An Emmaus leader loves. They have genuine compassion and care for those they lead. Their support comes without judgment, their care without strings. Patiently the Emmaus leader guides and directs those they lead and with great care helps them come to great revelation.

An Emmaus leader leads. While there is value in listening and loving, to be a leader, one must lead. An Emmaus leader takes the mantle of leadership seriously. Like the story in Luke 24, the Emmaus leader waits to be invited in, waits for permission to exercise leadership. Once they are invited in, they bring clarity and direction to a difficult situation.

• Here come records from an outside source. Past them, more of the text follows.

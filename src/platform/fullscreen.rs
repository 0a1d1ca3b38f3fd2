//! Fullscreen tracking
//!
//! The flag only flips when the host accepted the request.

/// Fullscreen request failures
#[derive(Debug, Clone, PartialEq, Eq, thiserror::Error)]
pub enum FullscreenError {
    #[error("fullscreen is not supported here")]
    Unsupported,
    #[error("fullscreen request rejected: {0}")]
    Rejected(String),
}

#[derive(Debug, Clone, Copy, Default, PartialEq, Eq)]
pub struct Fullscreen {
    active: bool,
}

impl Fullscreen {
    pub fn new() -> Self {
        Self::default()
    }

    pub fn is_active(&self) -> bool {
        self.active
    }

    /// Adopt the host's actual state, e.g. after the user pressed Esc
    pub fn sync(&mut self, active: bool) {
        if active != self.active {
            log::debug!("Fullscreen resynced to {active}");
            self.active = active;
        }
    }

    /// Ask `request` to enter (`true`) or leave (`false`) fullscreen.
    ///
    /// Failures are logged and leave the tracked state untouched.
    pub fn toggle<F>(&mut self, request: F) -> bool
    where
        F: FnOnce(bool) -> Result<(), FullscreenError>,
    {
        let enter = !self.active;
        match request(enter) {
            Ok(()) => {
                self.active = enter;
                log::info!("Fullscreen {}", if enter { "entered" } else { "left" });
            }
            Err(e) => log::warn!("Fullscreen toggle ignored: {e}"),
        }
        self.active
    }
}

#[cfg(test)]
mod tests {
    use super::*;

    #[test]
    fn test_toggle_round_trip() {
        let mut fs = Fullscreen::new();
        assert!(fs.toggle(|enter| {
            assert!(enter);
            Ok(())
        }));
        assert!(!fs.toggle(|enter| {
            assert!(!enter);
            Ok(())
        }));
    }

    #[test]
    fn test_sync_after_external_exit_allows_reentry() {
        let mut fs = Fullscreen::new();
        assert!(fs.toggle(|_| Ok(())));
        // Left fullscreen outside the toggle
        fs.sync(false);
        assert!(!fs.is_active());
        assert!(fs.toggle(|enter| {
            assert!(enter);
            Ok(())
        }));
    }

    #[test]
    fn test_sync_adopts_refused_request() {
        let mut fs = Fullscreen::new();
        // Request accepted synchronously, refused later by the host
        fs.toggle(|_| Ok(()));
        fs.sync(false);
        assert!(!fs.is_active());
        fs.sync(false);
        assert!(!fs.is_active());
        fs.sync(true);
        assert!(fs.is_active());
    }

    #[test]
    fn test_failure_leaves_flag() {
        let mut fs = Fullscreen::new();
        assert!(!fs.toggle(|_| Err(FullscreenError::Unsupported)));
        assert!(!fs.is_active());

        fs.toggle(|_| Ok(()));
        assert!(fs.toggle(|_| Err(FullscreenError::Rejected("denied".into()))));
        assert!(fs.is_active());
    }
}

Today I lost one of the best “Emmaus leaders” I have ever encountered. Mack McMillan was my district superintendent, my mentor, and my friend. From our first encounter eighteen months ago he always treated me like a valued peer and able leader. He challenged me to be my best, to lead with integrity and authenticity, and to serve faithfully. Mack was one of the few in leadership that seemed to realize that my challenging the institutional process was not a disrespect of the institution, but a desire for the institution to be the Church that God wanted it to be. He gave credence to my ideas for alternative ministry that others would have seen as folly. He truly listened, loved, and led from his heart. He followed Christ’s example and was an Emmaus leader.

May God surround his family with love and peace.